Políticas locais não ajudam a atrair talentos, dizem especialistas

Especialistas disseram à Lusa que o programa de captação de quadros qualificados de Macau tem critérios mais apertados do que outras jurisdições e oferece vistos demasiado curtos para atrair talentos necessários para diversificar a economia.

O programa entrou em vigor em Julho de 2023 e procura captar para a região, nomeadamente com benefícios fiscais, quadros do sector financeiro e das áreas de investigação e desenvolvimento científico e tecnológico, entre eles Prémio Nobel.

Mas “o Governo de Macau não fez um bom trabalho” ao elaborar regras “muito estranhas” para um programa “de uma qualidade terrível”, disse Leon Ieong Meng U à Lusa. “Nunca ouvi falar de outros programas em outros sítios que tenham a nota média do bacharelato como um dos critérios”, sublinhou o investigador da Universidade de Macau.

Além disso, “os níveis de exigência são excessivamente elevados, mais altos do que em Hong Kong ou Singapura”, apontou Leon Ieong. O analista da consultora de jogo IGamix Ben Lee também apontou à Lusa a região de Hong Kong como um exemplo.

“Eles têm um sistema de migração qualificada que aceita de braços abertos qualquer pessoa com experiência (…) que faça falta. Macau é o oposto”, lamentou o consultor. Um candidato ao programa de Macau “precisa de ser um medalhado de ouro olímpico ou laureado com o Prémio Nobel para obter um visto de mais de um ano”, sublinhou Ben Lee.

Palavras de um Nobel

O Prémio Nobel da Medicina em 1991, Erwin Neher, admitiu à Lusa que é difícil atrair para Macau mesmo “jovens investigadores que demonstraram ter potencial para se tornarem figuras de destaque”, porque não lhes é concedido o estatuto de residente.

Muitos investigadores esperam quatro anos por um apartamento no campus ou para colocar os filhos num jardim de infância, lamentou o alemão de 80 anos, que lidera o Laboratório de Biofísica e Medicamentos Inovadores da Universidade de Ciência e Tecnologia de Macau.

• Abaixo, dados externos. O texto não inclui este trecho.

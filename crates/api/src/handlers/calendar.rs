use std::sync::Arc;

use axum::{
    Json,
    extract::{Path, State},
};
use defensesync_core::{
    errors::ScheduleError,
    models::{calendar::CalendarDay, judge::Judge},
};

use crate::{ApiState, middleware::error_handling::AppError};

/// Candidate days and slots. Holiday days are included with their flags set.
#[axum::debug_handler]
pub async fn get_calendar(State(state): State<Arc<ApiState>>) -> Json<Vec<CalendarDay>> {
    Json(state.service.calendar().days().to_vec())
}

#[axum::debug_handler]
pub async fn get_judge(
    State(state): State<Arc<ApiState>>,
    Path(judge_id): Path<String>,
) -> Result<Json<Judge>, AppError> {
    let judge = state
        .service
        .roster()
        .get(&judge_id)
        .cloned()
        .ok_or_else(|| ScheduleError::NotFound(format!("Judge with ID {} not found", judge_id)))?;

    Ok(Json(judge))
}
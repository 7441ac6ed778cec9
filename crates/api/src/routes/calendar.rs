use axum::{Router, routing::get};
use std::sync::Arc;

use crate::{ApiState, handlers};

pub fn routes() -> Router<Arc<ApiState>> {
    Router::new()
        .route("/calendar", get(handlers::calendar::get_calendar))
        .route("/judges/:id", get(handlers::calendar::get_judge))
}
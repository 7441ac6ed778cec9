//! # Authentication Module
//!
//! Guards the administrative listing with HTTP Basic credentials taken from the
//! process configuration. The configured password is hashed with Argon2 when
//! the configuration is loaded and incoming passwords are verified against
//! that hash, so the plain text never outlives startup.

use std::sync::Arc;

use argon2::{
    Argon2, PasswordHash, PasswordHasher, PasswordVerifier,
    password_hash::{SaltString, rand_core::OsRng},
};
use axum::{
    extract::{Request, State},
    http::header::AUTHORIZATION,
    middleware::Next,
    response::Response,
};
use base64::{Engine as _, engine::general_purpose::STANDARD};
use defensesync_core::errors::ScheduleError;
use eyre::Result;
use tracing::warn;

use crate::{ApiState, middleware::error_handling::AppError};

/// Hashes a password using the Argon2 algorithm
///
/// Returns the password in PHC string format (algorithm, version, parameters,
/// salt and hash).
pub fn hash_password(password: &str) -> Result<String> {
    // Generate a fresh, random salt
    let salt = SaltString::generate(&mut OsRng);

    let password_hash = Argon2::default()
        .hash_password(password.as_bytes(), &salt)
        .map_err(|e| eyre::eyre!("Error hashing password: {}", e))?
        .to_string();

    Ok(password_hash)
}

/// Username and Argon2 password hash for the admin listing
#[derive(Debug, Clone)]
pub struct AdminCredentials {
    username: String,
    password_hash: String,
}

impl AdminCredentials {
    pub fn new(username: &str, password: &str) -> Result<Self> {
        Ok(Self {
            username: username.to_string(),
            password_hash: hash_password(password)?,
        })
    }

    pub fn verify(&self, username: &str, password: &str) -> bool {
        let Ok(parsed) = PasswordHash::new(&self.password_hash) else {
            return false;
        };

        // Both checks always run
        let password_ok = Argon2::default()
            .verify_password(password.as_bytes(), &parsed)
            .is_ok();
        let username_ok = self.username == username;

        password_ok && username_ok
    }
}

/// Splits an `Authorization: Basic ...` header value into username and password
pub fn parse_basic_authorization(value: &str) -> Option<(String, String)> {
    let (scheme, encoded) = value.trim().split_once(' ')?;
    if !scheme.eq_ignore_ascii_case("basic") {
        return None;
    }

    let decoded = STANDARD.decode(encoded.trim()).ok()?;
    let decoded = String::from_utf8(decoded).ok()?;
    let (username, password) = decoded.split_once(':')?;

    Some((username.to_string(), password.to_string()))
}

/// Middleware admitting only requests carrying the configured admin credentials
pub async fn require_admin(
    State(state): State<Arc<ApiState>>,
    request: Request,
    next: Next,
) -> Result<Response, AppError> {
    let credentials = request
        .headers()
        .get(AUTHORIZATION)
        .and_then(|value| value.to_str().ok())
        .and_then(parse_basic_authorization);

    let authorized = match (&state.admin, credentials) {
        (Some(admin), Some((username, password))) => admin.verify(&username, &password),
        _ => false,
    };

    if !authorized {
        warn!(path = %request.uri().path(), "Rejected admin request");
        return Err(AppError(ScheduleError::Authentication(
            "Authentication required".to_string(),
        )));
    }

    Ok(next.run(request).await)
}
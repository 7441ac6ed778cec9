use chrono::{DateTime, Utc};
use defensesync_core::models::response::Response;
use sqlx::{FromRow, types::Json};

#[derive(Debug, Clone, FromRow)]
pub struct DbResponse {
    pub judge_id: String,
    pub payload: Json<Response>,
    pub submitted_at: DateTime<Utc>,
}
//! # DefenseSync Core
//!
//! Domain types shared by the storage and API crates: the candidate calendar,
//! the judge roster, submitted responses, the error taxonomy and the
//! [`store::ResponseStore`] contract every storage backend implements.

pub mod calendar;
pub mod errors;
pub mod models;
pub mod roster;
pub mod selection;
pub mod store;
//! Slot selection state for the availability form, modelled as a pure reducer
//! so it can be exercised without a rendering environment.

use serde::{Deserialize, Serialize};

use crate::{calendar::Calendar, models::response::Response};

#[derive(Debug, Clone, PartialEq, Eq)]
pub enum SelectionAction {
    /// Adds the slot if absent, removes it otherwise
    Toggle(String),
    Clear,
    Replace(Vec<String>),
}

/// Selected slot ids in the order they were picked.
#[derive(Debug, Clone, Default, PartialEq, Eq, Serialize, Deserialize)]
pub struct Selection {
    slot_ids: Vec<String>,
}

impl Selection {
    pub fn new() -> Self {
        Self::default()
    }

    /// Restores the selection a judge previously submitted.
    ///
    /// Entries that no longer map to a slot in `calendar` are dropped.
    pub fn from_response(response: &Response, calendar: &Calendar) -> Self {
        let slot_ids = response
            .available_times
            .iter()
            .filter_map(|time| calendar.slot_id_for(&time.date, &time.time))
            .map(str::to_string)
            .collect();

        reduce(Self::new(), SelectionAction::Replace(slot_ids))
    }

    pub fn contains(&self, slot_id: &str) -> bool {
        self.slot_ids.iter().any(|id| id == slot_id)
    }

    pub fn slot_ids(&self) -> &[String] {
        &self.slot_ids
    }

    pub fn is_empty(&self) -> bool {
        self.slot_ids.is_empty()
    }

    pub fn into_slot_ids(self) -> Vec<String> {
        self.slot_ids
    }
}

pub fn reduce(mut selection: Selection, action: SelectionAction) -> Selection {
    match action {
        SelectionAction::Toggle(slot_id) => {
            match selection.slot_ids.iter().position(|id| *id == slot_id) {
                Some(index) => {
                    selection.slot_ids.remove(index);
                }
                None => selection.slot_ids.push(slot_id),
            }
        }
        SelectionAction::Clear => selection.slot_ids.clear(),
        SelectionAction::Replace(slot_ids) => {
            selection.slot_ids.clear();
            for slot_id in slot_ids {
                if !selection.contains(&slot_id) {
                    selection.slot_ids.push(slot_id);
                }
            }
        }
    }

    selection
}
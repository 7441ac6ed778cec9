mod admin_test;
mod middleware_test;
mod service_test;
mod test_utils;
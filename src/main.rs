use std::sync::Arc;

use color_eyre::eyre::Result;
use defensesync_api::config::{ApiConfig, StoreBackend};
use defensesync_core::store::ResponseStore;
use defensesync_db::{
    JsonFileStore, MemoryStore, PgResponseStore, create_pool, schema::initialize_database,
};
use dotenv::dotenv;

async fn open_store(backend: &StoreBackend) -> Result<Arc<dyn ResponseStore>> {
    let store: Arc<dyn ResponseStore> = match backend {
        StoreBackend::File(path) => Arc::new(JsonFileStore::new(path.clone())),
        StoreBackend::Memory => Arc::new(MemoryStore::new()),
        StoreBackend::Postgres { database_url } => {
            let db_pool = create_pool(database_url).await?;
            initialize_database(&db_pool).await?;
            Arc::new(PgResponseStore::new(db_pool))
        }
    };

    Ok(store)
}

#[tokio::main]
async fn main() -> Result<()> {
    // Initialize error handling
    color_eyre::install()?;

    // Load environment variables
    dotenv().ok();

    // Load configuration
    let config = ApiConfig::from_env()?;

    let store = open_store(&config.store_backend).await?;

    // Start API server
    defensesync_api::start_server(config, store).await?;

    Ok(())
}
use std::{collections::BTreeMap, sync::Arc};

use axum::{Json, extract::State};
use defensesync_core::models::{judge::JudgeLink, response::Response};

use crate::{ApiState, middleware::error_handling::AppError};

/// Every judge with their form link and submission time, if any
#[axum::debug_handler]
pub async fn list_judges(
    State(state): State<Arc<ApiState>>,
) -> Result<Json<Vec<JudgeLink>>, AppError> {
    let links = state.service.judge_links(&state.public_base_url).await?;
    Ok(Json(links))
}

#[axum::debug_handler]
pub async fn list_responses(
    State(state): State<Arc<ApiState>>,
) -> Result<Json<BTreeMap<String, Response>>, AppError> {
    Ok(Json(state.service.responses().await?))
}
use axum::{Router, routing::get};
use std::sync::Arc;

use crate::{ApiState, handlers};

pub fn routes() -> Router<Arc<ApiState>> {
    Router::new()
        .route("/response", get(handlers::response::get_response))
        // Legacy path kept for existing form clients
        .route("/api/get-response", get(handlers::response::get_response))
}
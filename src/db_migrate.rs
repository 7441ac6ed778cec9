use color_eyre::eyre::{Result, eyre};
use defensesync_db::schema::initialize_database;
use dotenv::dotenv;
use tracing::info;

#[tokio::main]
async fn main() -> Result<()> {
    // Initialize error handling
    color_eyre::install()?;
    tracing_subscriber::fmt::init();

    // Load environment variables
    dotenv().ok();

    let database_url = std::env::var("DATABASE_URL")
        .map_err(|_| eyre!("DATABASE_URL must be set to create the responses table"))?;

    info!("Connecting to database...");
    let db_pool = defensesync_db::create_pool(&database_url).await?;

    initialize_database(&db_pool).await?;

    Ok(())
}
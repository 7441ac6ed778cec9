/// Admin credential gate
pub mod auth;
/// Error to HTTP response mapping
pub mod error_handling;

“As pessoas quando vêm não querem a incerteza de um visto anual, que não sabem se será renovado ou não”, explicou o presidente da Câmara de Comércio e Indústria Luso-Chinesa, Carlos Cid Álvares. “Eu não digo que querem ser residentes de Macau, mas se calhar terem o visto por três ou quatro anos, que é para trazerem as suas famílias”, defendeu o presidente do Banco Nacional Ultramarino.

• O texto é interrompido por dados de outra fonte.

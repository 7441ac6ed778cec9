use std::collections::BTreeMap;

use async_trait::async_trait;
use defensesync_core::{models::response::Response, store::ResponseStore};
use eyre::Result;
use tokio::sync::RwLock;

/// Process-local store; contents are lost on restart.
#[derive(Debug, Default)]
pub struct MemoryStore {
    responses: RwLock<BTreeMap<String, Response>>,
}

impl MemoryStore {
    pub fn new() -> Self {
        Self::default()
    }
}

#[async_trait]
impl ResponseStore for MemoryStore {
    async fn get(&self, judge_id: &str) -> Result<Option<Response>> {
        Ok(self.responses.read().await.get(judge_id).cloned())
    }

    async fn put(&self, judge_id: &str, response: &Response) -> Result<()> {
        self.responses
            .write()
            .await
            .insert(judge_id.to_string(), response.clone());
        Ok(())
    }

    async fn list(&self) -> Result<BTreeMap<String, Response>> {
        Ok(self.responses.read().await.clone())
    }
}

No final de Outubro, o secretário-geral da Comissão de Desenvolvimento de Talentos disse que Macau aprovou 464 das mais de mil candidaturas ao programa. Chao Chong Hang admitiu que a esmagadora maioria destes quadros vem da China continental (80%) ou de Hong Kong (10%), mas sublinhou que 47% tem “experiência de trabalho ou de estudo no estrangeiro”.

Apesar do desemprego estar há cinco meses num mínimo histórico de 1,7%, mesmo a indústria dominante de Macau enfrenta dificuldades. “Temos executivos seniores no topo dos operadores de casinos a serem rejeitados e a não receber mais do que um ‘blue card’”, disse Ben Lee.

Em Outubro, Chao Chong Hang prometeu “criar melhores condições para internacionalizar” a captação de quadros, mas não revelou quantas candidaturas tinham vindo dos países de língua portuguesa. A aposta nos serviços comerciais e financeiros entre a China e os mercados lusófonos consta do plano de diversificação da economia de Macau até 2028, “a mais importante missão” dada por Pequim, recordou Leon Ieong.

O programa de captação de talentos é “uma peça complementar muito importante” para a diversificação, acrescentou o especialista em política da região. Mas “a diversificação não se faz de um dia para o outro, se calhar vai demorar 20 anos a acontecer e a base disto tudo são as pessoas”, alertou Carlos Cid Álvares.